**WORK TASK**.
Your answer must be an exact copy of the records below.

"""

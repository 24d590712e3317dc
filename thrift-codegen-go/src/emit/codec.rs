//! Value-level read and write statements.
//!
//! Generated code runs inside a `Read`/`Write` method with `ctx`, `iprot`
//! or `oprot` in scope. Every failing protocol call returns early.

use thriftgen_ast::{BaseType, Type};
use thriftgen_codegen::{
    classify::{Category, classify, wire_type},
    language::TypeMapper,
};

use super::GoEmitter;

impl GoEmitter<'_> {
    /// Decode one value of `ty` into `target`. A `boxed` target holds a
    /// pointer to the value.
    pub(super) fn read_value(&mut self, ty: &Type, target: &str, boxed: bool) {
        match classify(ty) {
            Category::Void => {}
            Category::Base(base) => self.read_scalar(ty, read_method(base), target, boxed),
            Category::Enum(_) => self.read_scalar(ty, "ReadI32", target, boxed),
            Category::Struct(named) | Category::Exception(named) => {
                self.line(format!("{} = {}()", target, self.mapper.constructor(named)));
                self.open(format!("if err := {}.Read(ctx, iprot); err != nil {{", target));
                self.line(format!(
                    "return thrift.PrependError(fmt.Sprintf(\"%T error reading struct: \", {}), err)",
                    target
                ));
                self.close("}");
            }
            Category::List(elem) => self.read_sequence(ty, elem, target, "List"),
            Category::Set(elem) => self.read_sequence(ty, elem, target, "Set"),
            Category::Map(key, value) => self.read_map(ty, key, value, target),
        }
    }

    fn read_scalar(&mut self, ty: &Type, method: &str, target: &str, boxed: bool) {
        let go_type = self.mapper.type_name(ty);
        let temp = self.fresh("v");

        self.open(format!("if v, err := iprot.{}(ctx); err != nil {{", method));
        self.line("return thrift.PrependError(\"error reading value: \", err)");
        self.out.push_dedent();
        self.open("} else {");
        self.line(format!("{} := {}(v)", temp, go_type));
        let reference = if boxed { "&" } else { "" };
        self.line(format!("{} = {}{}", target, reference, temp));
        self.close("}");
    }

    fn read_sequence(&mut self, ty: &Type, elem: &Type, target: &str, kind: &str) {
        let go_type = self.mapper.type_name(ty);
        let elem_type = self.mapper.type_name(elem);
        let size = self.fresh("size");
        let slice = self.fresh("tSlice");
        let index = self.fresh("i");
        let item = self.fresh("elem");

        self.line(format!("_, {}, err := iprot.Read{}Begin(ctx)", size, kind));
        self.open("if err != nil {");
        self.line(format!(
            "return thrift.PrependError(\"error reading {} begin: \", err)",
            kind.to_lowercase()
        ));
        self.close("}");
        self.line(format!("{} := make({}, 0, {})", slice, go_type, size));
        self.line(format!("{} = {}", target, slice));

        self.open(format!(
            "for {} := 0; {} < {}; {}++ {{",
            index, index, size, index
        ));
        self.line(format!("var {} {}", item, elem_type));
        self.read_value(elem, &item, false);
        self.line(format!("{} = append({}, {})", target, target, item));
        self.close("}");

        self.open(format!("if err := iprot.Read{}End(ctx); err != nil {{", kind));
        self.line(format!(
            "return thrift.PrependError(\"error reading {} end: \", err)",
            kind.to_lowercase()
        ));
        self.close("}");
    }

    fn read_map(&mut self, ty: &Type, key: &Type, value: &Type, target: &str) {
        let go_type = self.mapper.type_name(ty);
        let key_type = self.mapper.type_name(key);
        let value_type = self.mapper.type_name(value);
        let size = self.fresh("size");
        let map = self.fresh("tMap");
        let index = self.fresh("i");
        let key_var = self.fresh("key");
        let value_var = self.fresh("val");

        self.line(format!("_, _, {}, err := iprot.ReadMapBegin(ctx)", size));
        self.open("if err != nil {");
        self.line("return thrift.PrependError(\"error reading map begin: \", err)");
        self.close("}");
        self.line(format!("{} := make({}, {})", map, go_type, size));
        self.line(format!("{} = {}", target, map));

        self.open(format!(
            "for {} := 0; {} < {}; {}++ {{",
            index, index, size, index
        ));
        self.line(format!("var {} {}", key_var, key_type));
        self.read_value(key, &key_var, false);
        self.line(format!("var {} {}", value_var, value_type));
        self.read_value(value, &value_var, false);
        self.line(format!("{}[{}] = {}", target, key_var, value_var));
        self.close("}");

        self.open("if err := iprot.ReadMapEnd(ctx); err != nil {");
        self.line("return thrift.PrependError(\"error reading map end: \", err)");
        self.close("}");
    }

    /// Encode the value of `expr`, which has type `ty`.
    pub(super) fn write_value(&mut self, ty: &Type, expr: &str) {
        match classify(ty) {
            Category::Void => {}
            Category::Base(base) => {
                let (method, conversion) = write_method(base);
                self.open(format!(
                    "if err := oprot.{}(ctx, {}({})); err != nil {{",
                    method, conversion, expr
                ));
                self.line("return thrift.PrependError(\"error writing value: \", err)");
                self.close("}");
            }
            Category::Enum(_) => {
                self.open(format!(
                    "if err := oprot.WriteI32(ctx, int32({})); err != nil {{",
                    expr
                ));
                self.line("return thrift.PrependError(\"error writing enum value: \", err)");
                self.close("}");
            }
            Category::Struct(_) | Category::Exception(_) => {
                self.open(format!("if err := {}.Write(ctx, oprot); err != nil {{", expr));
                self.line(format!(
                    "return thrift.PrependError(fmt.Sprintf(\"%T error writing struct: \", {}), err)",
                    expr
                ));
                self.close("}");
            }
            Category::List(elem) => self.write_sequence(elem, expr, "List"),
            Category::Set(elem) => self.write_sequence(elem, expr, "Set"),
            Category::Map(key, value) => {
                let key_var = self.fresh("k");
                let value_var = self.fresh("v");

                self.open(format!(
                    "if err := oprot.WriteMapBegin(ctx, thrift.{}, thrift.{}, len({})); err != nil {{",
                    wire_type(key),
                    wire_type(value),
                    expr
                ));
                self.line("return thrift.PrependError(\"error writing map begin: \", err)");
                self.close("}");
                self.open(format!(
                    "for {}, {} := range {} {{",
                    key_var, value_var, expr
                ));
                self.write_value(key, &key_var);
                self.write_value(value, &value_var);
                self.close("}");
                self.open("if err := oprot.WriteMapEnd(ctx); err != nil {");
                self.line("return thrift.PrependError(\"error writing map end: \", err)");
                self.close("}");
            }
        }
    }

    fn write_sequence(&mut self, elem: &Type, expr: &str, kind: &str) {
        let item = self.fresh("v");
        let lower = kind.to_lowercase();

        self.open(format!(
            "if err := oprot.Write{}Begin(ctx, thrift.{}, len({})); err != nil {{",
            kind,
            wire_type(elem),
            expr
        ));
        self.line(format!(
            "return thrift.PrependError(\"error writing {} begin: \", err)",
            lower
        ));
        self.close("}");
        self.open(format!("for _, {} := range {} {{", item, expr));
        self.write_value(elem, &item);
        self.close("}");
        self.open(format!("if err := oprot.Write{}End(ctx); err != nil {{", kind));
        self.line(format!(
            "return thrift.PrependError(\"error writing {} end: \", err)",
            lower
        ));
        self.close("}");
    }
}

fn read_method(base: BaseType) -> &'static str {
    match base {
        BaseType::Bool => "ReadBool",
        BaseType::I8 => "ReadByte",
        BaseType::I16 => "ReadI16",
        BaseType::I32 => "ReadI32",
        BaseType::I64 => "ReadI64",
        BaseType::Double => "ReadDouble",
        BaseType::String => "ReadString",
        BaseType::Binary => "ReadBinary",
    }
}

/// Protocol method and the conversion its argument needs.
fn write_method(base: BaseType) -> (&'static str, &'static str) {
    match base {
        BaseType::Bool => ("WriteBool", "bool"),
        BaseType::I8 => ("WriteByte", "int8"),
        BaseType::I16 => ("WriteI16", "int16"),
        BaseType::I32 => ("WriteI32", "int32"),
        BaseType::I64 => ("WriteI64", "int64"),
        BaseType::Double => ("WriteDouble", "float64"),
        BaseType::String => ("WriteString", "string"),
        BaseType::Binary => ("WriteBinary", "[]byte"),
    }
}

"""

**OUTPUT FOR THIS EXERCISE**.
repository 24d590712e3317dc
filename thrift-codegen-go/src/emit/codec.rs
//! Value-level read and write statements.
//!
//! Generated code runs inside a `Read`/`Write` method with `ctx`, `iprot`
//! or `oprot` in scope. Every failing protocol call returns early.

use thriftgen_ast::{BaseType, Type};
use thriftgen_codegen::{
    classify::{Category, classify, wire_type},
    language::TypeMapper,
};

use super::GoEmitter;

impl GoEmitter<'_> {
    /// Decode one value of `ty` into `target`. A `boxed` target holds a
    /// pointer to the value.
    pub(super) fn read_value(&mut self, ty: &Type, target: &str, boxed: bool) {
        match classify(ty) {
            Category::Void => {}
            Category::Base(base) => self.read_scalar(ty, read_method(base), target, boxed),
            Category::Enum(_) => self.read_scalar(ty, "ReadI32", target, boxed),
            Category::Struct(named) | Category::Exception(named) => {
                self.line(format!("{} = {}()", target, self.mapper.constructor(named)));
                self.open(format!("if err := {}.Read(ctx, iprot); err != nil {{", target));
                self.line(format!(
                    "return thrift.PrependError(fmt.Sprintf(\"%T error reading struct: \", {}), err)",
                    target
                ));
                self.close("}");
            }
            Category::List(elem) => self.read_sequence(ty, elem, target, "List"),
            Category::Set(elem) => self.read_sequence(ty, elem, target, "Set"),
            Category::Map(key, value) => self.read_map(ty, key, value, target),
        }
    }

    fn read_scalar(&mut self, ty: &Type, method: &str, target: &str, boxed: bool) {
        let go_type = self.mapper.type_name(ty);
        let temp = self.fresh("v");

        self.open(format!("if v, err := iprot.{}(ctx); err != nil {{", method));
        self.line("return thrift.PrependError(\"error reading value: \", err)");
        self.out.push_dedent();
        self.open("} else {");
        self.line(format!("{} := {}(v)", temp, go_type));
        let reference = if boxed { "&" } else { "" };
        self.line(format!("{} = {}{}", target, reference, temp));
        self.close("}");
    }

    fn read_sequence(&mut self, ty: &Type, elem: &Type, target: &str, kind: &str) {
        let go_type = self.mapper.type_name(ty);
        let elem_type = self.mapper.type_name(elem);
        let size = self.fresh("size");
        let slice = self.fresh("tSlice");
        let index = self.fresh("i");
        let item = self.fresh("elem");

        self.line(format!("_, {}, err := iprot.Read{}Begin(ctx)", size, kind));
        self.open("if err != nil {");
        self.line(format!(
            "return thrift.PrependError(\"error reading {} begin: \", err)",
            kind.to_lowercase()
        ));
        self.close("}");
        self.line(format!("{} := make({}, 0, {})", slice, go_type, size));
        self.line(format!("{} = {}", target, slice));

        self.open(format!(
            "for {} := 0; {} < {}; {}++ {{",
            index, index, size, index
        ));
        self.line(format!("var {} {}", item, elem_type));
        self.read_value(elem, &item, false);
        self.line(format!("{} = append({}, {})", target, target, item));
        self.close("}");

        self.open(format!("if err := iprot.Read{}End(ctx); err != nil {{", kind));
        self.line(format!(
            "return thrift.PrependError(\"error reading {} end: \", err)",
            kind.to_lowercase()
        ));
        self.close("}");
    }

    fn read_map(&mut self, ty: &Type, key: &Type, value: &Type, target: &str) {
        let go_type = self.mapper.type_name(ty);
        let key_type = self.mapper.type_name(key);
        let value_type = self.mapper.type_name(value);
        let size = self.fresh("size");
        let map = self.fresh("tMap");
        let index = self.fresh("i");
        let key_var = self.fresh("key");
        let value_var = self.fresh("val");

        self.line(format!("_, _, {}, err := iprot.ReadMapBegin(ctx)", size));
        self.open("if err != nil {");
        self.line("return thrift.PrependError(\"error reading map begin: \", err)");
        self.close("}");
        self.line(format!("{} := make({}, {})", map, go_type, size));
        self.line(format!("{} = {}", target, map));

        self.open(format!(
            "for {} := 0; {} < {}; {}++ {{",
            index, index, size, index
        ));
        self.line(format!("var {} {}", key_var, key_type));
        self.read_value(key, &key_var, false);
        self.line(format!("var {} {}", value_var, value_type));
        self.read_value(value, &value_var, false);
        self.line(format!("{}[{}] = {}", target, key_var, value_var));
        self.close("}");

        self.open("if err := iprot.ReadMapEnd(ctx); err != nil {");
        self.line("return thrift.PrependError(\"error reading map end: \", err)");
        self.close("}");
    }

    /// Encode the value of `expr`, which has type `ty`.
    pub(super) fn write_value(&mut self, ty: &Type, expr: &str) {
        match classify(ty) {
            Category::Void => {}
            Category::Base(base) => {
                let (method, conversion) = write_method(base);
                self.open(format!(
                    "if err := oprot.{}(ctx, {}({})); err != nil {{",
                    method, conversion, expr
                ));
                self.line("return thrift.PrependError(\"error writing value: \", err)");
                self.close("}");
            }
            Category::Enum(_) => {
                self.open(format!(
                    "if err := oprot.WriteI32(ctx, int32({})); err != nil {{",
                    expr
                ));
                self.line("return thrift.PrependError(\"error writing enum value: \", err)");
                self.close("}");
            }
            Category::Struct(_) | Category::Exception(_) => {
                self.open(format!("if err := {}.Write(ctx, oprot); err != nil {{", expr));
                self.line(format!(
                    "return thrift.PrependError(fmt.Sprintf(\"%T error writing struct: \", {}), err)",
                    expr
                ));
                self.close("}");
            }
            Category::List(elem) => self.write_sequence(elem, expr, "List"),
            Category::Set(elem) => self.write_sequence(elem, expr, "Set"),
            Category::Map(key, value) => {
                let key_var = self.fresh("k");
                let value_var = self.fresh("v");

                self.open(format!(
                    "if err := oprot.WriteMapBegin(ctx, thrift.{}, thrift.{}, len({})); err != nil {{",
                    wire_type(key),
                    wire_type(value),
                    expr
                ));
                self.line("return thrift.PrependError(\"error writing map begin: \", err)");
                self.close("}");
                self.open(format!(
                    "for {}, {} := range {} {{",
                    key_var, value_var, expr
                ));
                self.write_value(key, &key_var);
                self.write_value(value, &value_var);
                self.close("}");
                self.open("if err := oprot.WriteMapEnd(ctx); err != nil {");
                self.line("return thrift.PrependError(\"error writing map end: \", err)");
                self.close("}");
            }
        }
    }

    fn write_sequence(&mut self, elem: &Type, expr: &str, kind: &str) {
        let item = self.fresh("v");
        let lower = kind.to_lowercase();

        self.open(format!(
            "if err := oprot.Write{}Begin(ctx, thrift.{}, len({})); err != nil {{",
            kind,
            wire_type(elem),
            expr
        ));
        self.line(format!(
            "return thrift.PrependError(\"error writing {} begin: \", err)",
            lower
        ));
        self.close("}");
        self.open(format!("for _, {} := range {} {{", item, expr));
        self.write_value(elem, &item);
        self.close("}");
        self.open(format!("if err := oprot.Write{}End(ctx); err != nil {{", kind));
        self.line(format!(
            "return thrift.PrependError(\"error writing {} end: \", err)",
            lower
        ));
        self.close("}");
    }
}

fn read_method(base: BaseType) -> &'static str {
    match base {
        BaseType::Bool => "ReadBool",
        BaseType::I8 => "ReadByte",
        BaseType::I16 => "ReadI16",
        BaseType::I32 => "ReadI32",
        BaseType::I64 => "ReadI64",
        BaseType::Double => "ReadDouble",
        BaseType::String => "ReadString",
        BaseType::Binary => "ReadBinary",
    }
}

/// Protocol method and the conversion its argument needs.
fn write_method(base: BaseType) -> (&'static str, &'static str) {
    match base {
        BaseType::Bool => ("WriteBool", "bool"),
        BaseType::I8 => ("WriteByte", "int8"),
        BaseType::I16 => ("WriteI16", "int16"),
        BaseType::I32 => ("WriteI32", "int32"),
        BaseType::I64 => ("WriteI64", "int64"),
        BaseType::Double => ("WriteDouble", "float64"),
        BaseType::String => ("WriteString", "string"),
        BaseType::Binary => ("WriteBinary", "[]byte"),
    }
}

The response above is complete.